Periodontal disease — chronic bacterial infection of the gums and supporting structures of the teeth — affects nearly half of adults over 30 in the United States and is causally linked to cardiovascular disease, type 2 diabetes, adverse pregnancy outcomes, and Alzheimer's disease. The mouth is not isolated from the rest of the body. Oral inflammation and the bacteria that drive it have systemic consequences that are increasingly well-documented and mechanistically understood.

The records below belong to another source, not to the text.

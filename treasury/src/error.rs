//! Treasury error types

use stake_core::{Amount, MathError};
use thiserror::Error;

/// Treasury and token ledger errors
#[derive(Error, Debug, Clone, PartialEq, Eq)]
pub enum TreasuryError {
    #[error("Insufficient balance for {account}: requested {requested}, available {available}")]
    InsufficientBalance {
        account: String,
        requested: Amount,
        available: Amount,
    },

    #[error("Unauthorized withdrawal attempt by {0}")]
    UnauthorizedWithdrawal(String),

    #[error("Invalid amount: {0}")]
    InvalidAmount(String),

    #[error("Milestone not reached: {0}")]
    MilestoneNotReached(String),

    #[error("Supply cap exceeded: minting {requested} would exceed {cap}")]
    SupplyCapExceeded { requested: Amount, cap: Amount },

    #[error("Math error: {0}")]
    Math(#[from] MathError),
}

pub type Result<T> = std::result::Result<T, TreasuryError>;
//! Escrow Staking Storage Layer - File-Based Pool Snapshots
//!
//! The engine keeps all state in memory; a snapshot captures the pool
//! together with the token balances it was run against:
//! - JSON copy for inspection
//! - Bincode copy for fast loading

pub mod snapshot;

pub use snapshot::{PoolSnapshot, SnapshotSummary};

use serde::{Deserialize, Serialize};
use std::fs;
use std::path::{Path, PathBuf};
use thiserror::Error;

#[derive(Error, Debug)]
pub enum StorageError {
    #[error("IO error: {0}")]
    IoError(#[from] std::io::Error),

    #[error("Serialization error: {0}")]
    SerializationError(String),

    #[error("Snapshot not found: {0}")]
    SnapshotNotFound(String),

    #[error("Snapshot {name} is inconsistent: {reason}")]
    InvalidSnapshot { name: String, reason: String },
}

pub type Result<T> = std::result::Result<T, StorageError>;

/// Directory of named snapshots
pub struct Storage {
    data_dir: PathBuf,
}

impl Storage {
    /// Open storage directory, creating it if needed
    pub fn open<P: AsRef<Path>>(path: P) -> Result<Self> {
        let data_dir = path.as_ref().to_path_buf();

        if !data_dir.exists() {
            fs::create_dir_all(&data_dir)?;
        }

        Ok(Self { data_dir })
    }

    fn json_path(&self, name: &str) -> PathBuf {
        self.data_dir.join(format!("{}.json", name))
    }

    fn bin_path(&self, name: &str) -> PathBuf {
        self.data_dir.join(format!("{}.bin", name))
    }

    /// Save a snapshot (JSON for readability, Bincode for speed)
    pub fn save_snapshot<T: Serialize>(&self, name: &str, data: &T) -> Result<()> {
        let json = serde_json::to_string_pretty(data)
            .map_err(|e| StorageError::SerializationError(e.to_string()))?;
        fs::write(self.json_path(name), json)?;

        let bin = bincode::serialize(data)
            .map_err(|e| StorageError::SerializationError(e.to_string()))?;
        fs::write(self.bin_path(name), bin)?;

        Ok(())
    }

    /// Load a snapshot (tries Bincode first, falls back to JSON)
    pub fn load_snapshot<T: for<'de> Deserialize<'de>>(&self, name: &str) -> Result<T> {
        let bin_path = self.bin_path(name);
        if bin_path.exists() {
            let data = fs::read(&bin_path)?;
            return bincode::deserialize(&data)
                .map_err(|e| StorageError::SerializationError(e.to_string()));
        }

        let json_path = self.json_path(name);
        if json_path.exists() {
            let data = fs::read_to_string(&json_path)?;
            return serde_json::from_str(&data)
                .map_err(|e| StorageError::SerializationError(e.to_string()));
        }

        Err(StorageError::SnapshotNotFound(name.to_string()))
    }

    /// Persist a pool snapshot under `name`
    pub fn save_pool(&self, name: &str, snapshot: &PoolSnapshot) -> Result<()> {
        self.save_snapshot(name, snapshot)?;
        log::info!(
            "Saved pool snapshot {} at {} ({} stakes)",
            name,
            snapshot.taken_at,
            snapshot.pool.ledger().len()
        );
        Ok(())
    }

    /// Load a pool snapshot and re-check its bookkeeping
    pub fn load_pool(&self, name: &str) -> Result<PoolSnapshot> {
        let snapshot: PoolSnapshot = self.load_snapshot(name)?;
        snapshot
            .pool
            .check_invariants()
            .map_err(|e| StorageError::InvalidSnapshot {
                name: name.to_string(),
                reason: e.to_string(),
            })?;
        log::debug!("Loaded pool snapshot {} taken at {}", name, snapshot.taken_at);
        Ok(snapshot)
    }

    /// Check if snapshot exists
    pub fn has_snapshot(&self, name: &str) -> bool {
        self.bin_path(name).exists() || self.json_path(name).exists()
    }

    /// List all snapshot names, sorted
    pub fn list_snapshots(&self) -> Result<Vec<String>> {
        let mut snapshots = Vec::new();

        for entry in fs::read_dir(&self.data_dir)? {
            let path = entry?.path();
            if let Some(name) = path.file_stem().and_then(|name| name.to_str()) {
                if !snapshots.iter().any(|known| known == name) {
                    snapshots.push(name.to_string());
                }
            }
        }

        snapshots.sort();
        Ok(snapshots)
    }

    pub fn delete_snapshot(&self, name: &str) -> Result<()> {
        let bin_path = self.bin_path(name);
        let json_path = self.json_path(name);

        if bin_path.exists() {
            fs::remove_file(bin_path)?;
        }
        if json_path.exists() {
            fs::remove_file(json_path)?;
        }

        Ok(())
    }

    pub fn data_dir(&self) -> &Path {
        &self.data_dir
    }
}
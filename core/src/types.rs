//! Identifier and time types

use serde::{Deserialize, Serialize};
use std::fmt;

use crate::constants::SECONDS_PER_DAY;

/// Account address (opaque string, e.g. a hex account or an alias)
pub type Address = String;

/// Seconds since the Unix epoch; always injected by the caller
pub type Timestamp = u64;

/// Stable identifier of a stake, never reused
#[derive(Debug, Clone, Copy, PartialEq, Eq, PartialOrd, Ord, Hash, Serialize, Deserialize)]
#[serde(transparent)]
pub struct StakeId(pub u64);

impl StakeId {
    pub fn next(self) -> StakeId {
        StakeId(self.0 + 1)
    }
}

impl fmt::Display for StakeId {
    fn fmt(&self, f: &mut fmt::Formatter<'_>) -> fmt::Result {
        write!(f, "#{}", self.0)
    }
}

/// Whole days elapsed between two timestamps (0 if `to` precedes `from`)
pub fn days_between(from: Timestamp, to: Timestamp) -> u64 {
    to.saturating_sub(from) / SECONDS_PER_DAY
}

pub fn days_to_seconds(days: u64) -> u64 {
    days.saturating_mul(SECONDS_PER_DAY)
}
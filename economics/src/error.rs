//! Economics error types

use stake_core::MathError;
use thiserror::Error;

#[derive(Error, Debug, Clone, PartialEq, Eq)]
pub enum EconomicsError {
    #[error("Math error: {0}")]
    Math(#[from] MathError),

    #[error("Invalid parameter: {0}")]
    InvalidParameter(String),
}

pub type Result<T> = std::result::Result<T, EconomicsError>;
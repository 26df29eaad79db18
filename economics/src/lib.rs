//! Escrow Staking Economics Module
//!
//! Pure calculations used by the staking engine:
//! - Quantity and time bonus curves
//! - Early/late unstake penalties
//! - The monotonic C-Share rate oracle

pub mod bonus;
pub mod cshare;
pub mod error;
pub mod penalty;

pub use bonus::{BonusBreakdown, BonusCalculator, BonusPolicy};
pub use cshare::{CShareRateOracle, CShareSample};
pub use error::{EconomicsError, Result};
pub use penalty::{PenaltyBreakdown, PenaltyEngine, PenaltyInput, StakeTiming};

The compartmentalization of medicine into specialties has produced a practical problem for patient care: oral health is managed by dentists, cardiovascular health by cardiologists, metabolic health by endocrinologists, and neurological health by neurologists — with limited communication between these silos. The biology does not respect these boundaries. The chronic bacterial infection that produces bleeding gums and pocket formation in the mouth generates a systemic inflammatory load and bacterial translocation with consequences in the coronary arteries, brain, and metabolic organs that are increasingly well-documented.1
Periodontal disease is a chronic inflammatory condition driven by the accumulation of a dysbiotic oral biofilm (dental plaque) that, when not adequately disrupted by brushing and flossing, matures into a community dominated by anaerobic gram-negative bacteria — particularly Porphyromonas gingivalis, Treponema denticola, and Tannerella forsythia (the "red complex" pathogens). This biofilm triggers a host inflammatory response designed to clear the bacterial challenge, but the chronic nature of inadequately treated periodontal disease means this inflammatory response becomes persistent and self-amplifying, producing the progressive destruction of the periodontal ligament and alveolar bone that characterizes advanced periodontitis.2
Gingivitis (superficial gum inflammation with bleeding but no bone loss) affects approximately 50 percent of adults in the United States. Periodontitis (with attachment loss and bone destruction) affects approximately 42 percent of adults and 60 percent of adults over 65. The transition from gingivitis to periodontitis is not inevitable — it is driven by the adequacy of oral hygiene, the virulence of the oral microbiome, and host susceptibility factors including smoking, diabetes, and genetics.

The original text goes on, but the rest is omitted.